• [RECORD EXTRACTS]
★ ★ ★
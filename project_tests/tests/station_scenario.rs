use std::io;
use std::time::Duration;

use lib_telemetry::{PortError, PortState, StationEvent, StationSettings};
use project_tests::{battery_record, frame, full_record, mock_station, wait_for};

const PATIENCE: Duration = Duration::from_secs(2);

#[tokio::test]
async fn operator_session_end_to_end() {
    let (station, transport) = mock_station(StationSettings::default(), &["COM1", "COM3"]);
    let device = transport.device("COM3");

    station.open("COM3").await.unwrap();
    assert_eq!(station.console().texts().last().map(String::as_str), Some("opened COM3"));

    assert!(device.send(&frame(&battery_record(87.0))));
    assert!(wait_for(PATIENCE, || station.latest_telemetry().battery_pct == Some(87.0)).await);

    let mut noisy = vec![0x01, 0x02, 0x03];
    noisy.extend_from_slice(&frame(&full_record()));
    assert!(device.send(&noisy));
    assert!(wait_for(PATIENCE, || station.latest_telemetry().satellite_count == Some(9)).await);

    let stats = station.store().stats();
    assert_eq!(stats.records_decoded, 2);
    assert_eq!(stats.parse_errors, 1);
    assert_eq!(station.console().error_count(), 1);

    let status = station.status();
    assert_eq!(status.port.as_deref(), Some("COM3"));
    assert_eq!(status.battery_pct, Some(87.0));
    assert_eq!(status.satellites, Some(9));

    station.close().await.unwrap();
    assert!(!station.is_connected());
    assert_eq!(station.console().texts().last().map(String::as_str), Some("closed COM3"));

    let texts = station.console().texts();
    assert_eq!(texts[0], "Initializing system...");
    assert!(texts.contains(&"telemetry stream acquired on COM3".to_string()));
}

#[tokio::test]
async fn only_one_port_at_a_time() {
    let (station, _transport) = mock_station(StationSettings::default(), &["COM1", "COM3"]);

    station.open("COM1").await.unwrap();
    let err = station.open("COM3").await.unwrap_err();
    assert_eq!(err.to_string(), "cannot open COM3: COM1 is already open");

    let states: Vec<PortState> = station.ports().into_iter().map(|port| port.state).collect();
    assert_eq!(states, vec![PortState::Open, PortState::Closed]);

    station.close().await.unwrap();
    station.open("COM3").await.unwrap();
    assert_eq!(station.status().port.as_deref(), Some("COM3"));
    station.shutdown().await;
    assert!(!station.is_connected());
}

#[tokio::test]
async fn unplugged_device_closes_the_session() {
    let (station, transport) = mock_station(StationSettings::default(), &["COM3"]);
    let mut events = station.subscribe();

    station.open("COM3").await.unwrap();
    assert!(transport.device("COM3").unplug());
    assert!(wait_for(PATIENCE, || !station.is_connected()).await);

    let texts = station.console().texts();
    let tail = &texts[texts.len() - 2..];
    assert!(tail[0].starts_with("COM3 disconnected"), "{}", tail[0]);
    assert_eq!(tail[1], "closed COM3");

    let mut closed_seen = false;
    while let Some(event) = events.try_recv() {
        if let StationEvent::PortChanged { port_id, state: PortState::Closed } = event {
            closed_seen |= port_id == "COM3";
        }
    }
    assert!(closed_seen);

    // The port can be reopened after the disconnect.
    station.open("COM3").await.unwrap();
    assert_eq!(transport.open_count("COM3"), 2);
    station.close().await.unwrap();
}

#[tokio::test]
async fn read_failure_is_reported_once() {
    let (station, transport) = mock_station(StationSettings::default(), &["COM3"]);

    station.open("COM3").await.unwrap();
    assert!(transport.device("COM3").fail(io::ErrorKind::BrokenPipe, "cable fault"));
    assert!(wait_for(PATIENCE, || !station.is_connected()).await);

    assert_eq!(station.console().texts().last().map(String::as_str), Some("closed COM3"));

    // A later close has nothing to close and logs nothing.
    let before = station.console().len();
    station.close().await.unwrap();
    assert_eq!(station.console().len(), before);
    assert_eq!(station.console().error_count(), 1);
}

#[tokio::test]
async fn missing_port_is_reported_on_the_console() {
    let (station, _transport) = mock_station(StationSettings::default(), &["COM3"]);

    let err = station.open("COM7").await.unwrap_err();
    assert!(matches!(err, PortError::PortUnavailable { .. }));
    assert_eq!(station.console().error_count(), 1);
    assert!(!station.status().connected());
}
★ ★ ★
• [YOUR INSTRUCTIONS]
Restate word for word the lines in the material above from the one with "use std::io;" to the one with "async fn operator_session_end_to_end()"; both of those lines count, and nothing else does.

• [ANSWER BELOW]
use std::io;
use std::time::Duration;

use lib_telemetry::{PortError, PortState, StationEvent, StationSettings};
use project_tests::{battery_record, frame, full_record, mock_station, wait_for};

const PATIENCE: Duration = Duration::from_secs(2);

#[tokio::test]
async fn operator_session_end_to_end() {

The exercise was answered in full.